«Lo mejor no siempre es lo que más nos gusta». Es una frase que uso mucho en clase y mis alumnos siempre piensan que con ellos no va eso de elegir lo mejor.
El plan divino es lo mejor para nosotros y todo aquello que te aparte de él puede gustarte por ser mundano, pero por supuesto no te ayuda para tu salvación.
Es cierto que el demonio se presenta goloso, suculento, atractivo, complaciente, muy sibilino para confundir y con el propósito firme de apartarnos de Dios. Siendo esto así, la cosa se complica porque, aunque tengamos grabado en nuestra alma el amor de Dios, estamos rodeados del mundo y esta, nuestra vida, es la oportunidad de perfeccionar nuestra alma para volver al amor originario de nuestro Creador.

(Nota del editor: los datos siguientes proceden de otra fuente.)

//! # Order Handlers
//!
//! Placing an order re-checks everything the storefront showed the customer:
//! the slot must still be offered for its date, every product must still be on
//! sale, and the slot must have room when the order is written. Capacity is
//! enforced inside the same transaction that inserts the order.

use std::{collections::HashMap, sync::Arc};

use axum::{
    Json,
    extract::{Path, Query, State},
    http::StatusCode,
};
use bakeshop_core::{
    catalog::{CartSummary, price_cart},
    errors::{ShopError, ShopResult},
    models::{
        order::{
            OrderLineResponse, OrderStatus, OrderSummary, PlaceOrderRequest, PlaceOrderResponse,
            TrackOrderResponse,
        },
        product::Product,
    },
    session::SessionContext,
    slots::{available_slots, find_offered_slot},
};
use bakeshop_db::{
    PgSlotConfig,
    repositories::{
        catalog::get_products_by_ids,
        customer::get_customer_by_id,
        order::{
            BookingOutcome, NewOrder, NewOrderItem, create_order, get_order_by_code,
            get_order_items, get_recent_orders_for_customer,
        },
    },
};
use serde::Deserialize;
use tracing::info;
use uuid::Uuid;

use crate::{ApiState, middleware::error_handling::AppError};

pub const DEFAULT_RECENT_ORDERS: i64 = 10;
pub const MAX_RECENT_ORDERS: i64 = 50;

#[derive(Debug, Deserialize)]
pub struct RecentOrdersQuery {
    pub limit: Option<i64>,
}

/// Clamps a requested page size to `1..=MAX_RECENT_ORDERS`.
pub fn clamp_limit(limit: Option<i64>) -> i64 {
    limit
        .unwrap_or(DEFAULT_RECENT_ORDERS)
        .clamp(1, MAX_RECENT_ORDERS)
}

/// Collapses the requested items into a cart, merging repeated products.
pub fn cart_from_request(request: &PlaceOrderRequest) -> SessionContext {
    request
        .items
        .iter()
        .fold(SessionContext::new(), |session, item| {
            session.with_item_added(item.product_id, i64::from(item.qty))
        })
}

/// Turns priced cart lines into order rows.
///
/// A quantity that does not fit the stored column is rejected rather than
/// clamped, so stored quantities always agree with the priced totals.
pub fn order_items(summary: &CartSummary) -> ShopResult<Vec<NewOrderItem>> {
    summary
        .lines
        .iter()
        .map(|line| {
            let qty = i32::try_from(line.qty).map_err(|_| {
                ShopError::Validation(format!(
                    "quantity {} for product {} is too large",
                    line.qty, line.product_id
                ))
            })?;
            Ok(NewOrderItem {
                product_id: line.product_id,
                product_name: line.name.clone(),
                qty,
                unit_price_inc_vat: line.unit_price_inc_vat(),
                line_total_inc_vat: line.line_inc_vat,
            })
        })
        .collect()
}

/// Places an order for one of the currently offered slots
///
/// # Endpoint
///
/// ```text
/// POST /api/orders
/// ```
///
/// # Errors
///
/// * `ShopError::Validation` - The request is incomplete, names an unknown
///   customer, a product is not on sale, or the slot is not offered for its date
/// * `ShopError::Conflict` - The slot filled up before the order was written
/// * `ShopError::Database` - Database error
#[axum::debug_handler]
pub async fn place_order(
    State(state): State<Arc<ApiState>>,
    Json(request): Json<PlaceOrderRequest>,
) -> Result<(StatusCode, Json<PlaceOrderResponse>), AppError> {
    request.validate()?;

    if let Some(customer_id) = request.customer_id {
        get_customer_by_id(&state.db_pool, customer_id)
            .await
            .map_err(ShopError::Database)?
            .ok_or_else(|| {
                ShopError::Validation(format!("customer {} not found", customer_id))
            })?;
    }

    let cart = cart_from_request(&request);
    let product_ids: Vec<i64> = cart.cart().keys().copied().collect();

    let products: HashMap<i64, Product> = get_products_by_ids(&state.db_pool, &product_ids)
        .await
        .map_err(ShopError::Database)?
        .into_iter()
        .map(Product::from)
        .map(|product| (product.id, product))
        .collect();

    if let Some(missing) = product_ids.iter().find(|id| !products.contains_key(*id)) {
        return Err(ShopError::Validation(format!("product {} is not available", missing)).into());
    }

    let summary = price_cart(cart.cart(), &products);
    let items = order_items(&summary)?;

    let now = state.local_now();
    let source = PgSlotConfig::new(state.db_pool.clone());
    let slots = available_slots(&source, request.slot_start.date(), now).await;
    let slot = find_offered_slot(&slots, request.slot_start, request.slot_end).ok_or_else(|| {
        ShopError::Validation(format!(
            "the slot {} - {} is not available",
            request.slot_start, request.slot_end
        ))
    })?;

    let new_order = NewOrder {
        customer_id: request.customer_id,
        order_type: request.order_type,
        slot_start: slot.start,
        slot_end: slot.end,
        payment_method: request.payment_method,
        customer_email: request.customer_email.trim().to_string(),
        customer_phone: request.customer_phone.trim().to_string(),
        delivery_address: request.delivery_address().map(str::to_string),
        notes: request.notes().map(str::to_string),
        subtotal_ex_vat: summary.subtotal_ex_vat,
        vat_total: summary.vat_total,
        total_inc_vat: summary.total_inc_vat,
        items,
    };

    let order = match create_order(&state.db_pool, &new_order, slot.capacity, now.date())
        .await
        .map_err(ShopError::Database)?
    {
        BookingOutcome::Created(order) => order,
        BookingOutcome::SlotFull { booked, capacity } => {
            info!(slot_start = %slot.start, booked, capacity, "Rejected order for full slot");
            return Err(ShopError::Conflict(format!(
                "the slot starting {} is fully booked",
                slot.start
            ))
            .into());
        }
    };

    let response = PlaceOrderResponse {
        id: order.id,
        order_code: order.order_code,
        status: OrderStatus::Pending,
        slot_start: order.slot_start,
        slot_end: order.slot_end,
        subtotal_ex_vat: order.subtotal_ex_vat,
        vat_total: order.vat_total,
        total_inc_vat: order.total_inc_vat,
    };

    Ok((StatusCode::CREATED, Json(response)))
}

/// Looks an order up by its public code
///
/// # Endpoint
///
/// ```text
/// GET /api/orders/WB-20250115-007
/// ```
///
/// The code alone unlocks the item list, so this route must sit behind an
/// authenticating proxy that checks the caller owns the order.
#[axum::debug_handler]
pub async fn track_order(
    State(state): State<Arc<ApiState>>,
    Path(code): Path<String>,
) -> Result<Json<TrackOrderResponse>, AppError> {
    let order = get_order_by_code(&state.db_pool, &code)
        .await
        .map_err(ShopError::Database)?
        .ok_or_else(|| ShopError::NotFound(format!("Order {} not found", code.trim())))?;

    let items = get_order_items(&state.db_pool, order.id)
        .await
        .map_err(ShopError::Database)?;

    Ok(Json(TrackOrderResponse {
        order_code: order.order_code,
        status: order.status,
        order_type: order.order_type,
        slot_start: order.slot_start,
        slot_end: order.slot_end,
        created_at: order.created_at,
        total_inc_vat: order.total_inc_vat,
        items: items.into_iter().map(OrderLineResponse::from).collect(),
    }))
}

/// Latest orders for a customer, newest first
///
/// # Endpoint
///
/// ```text
/// GET /api/customers/6f1c.../orders?limit=10
/// ```
///
/// The path id is trusted as given. Deploy behind an authenticating proxy
/// that only lets a customer reach their own id.
#[axum::debug_handler]
pub async fn recent_orders(
    State(state): State<Arc<ApiState>>,
    Path(customer_id): Path<Uuid>,
    Query(query): Query<RecentOrdersQuery>,
) -> Result<Json<Vec<OrderSummary>>, AppError> {
    let orders = get_recent_orders_for_customer(&state.db_pool, customer_id, clamp_limit(query.limit))
        .await
        .map_err(ShopError::Database)?;

    Ok(Json(orders.iter().map(OrderSummary::from).collect()))
}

Volviendo a la frase del principio, mi madre nos dice otra similar: «Haz siempre lo mejor y no te importe el qué dirán». Y la vida me ha ido enseñando que lo mejor es sinónimo de lo correcto, de lo bueno, de lo que Dios quiere para mí. Me he frustrado en ocasiones y eso mismo me ha hecho crecer y madurar, cultivar la paciencia y el respeto a los demás intentando no juzgar a la persona, sino actuar en consecuencia con la responsabilidad de esos actos.
Mis alumnos, la inmensa mayoría, viven ajenos a estas reflexiones, a esta forma de vida. La frustración como aprendizaje y fortalecimiento de la voluntad no les gusta, no la aceptan siquiera; quieren lo que les gusta (cf. Rom 8, 28).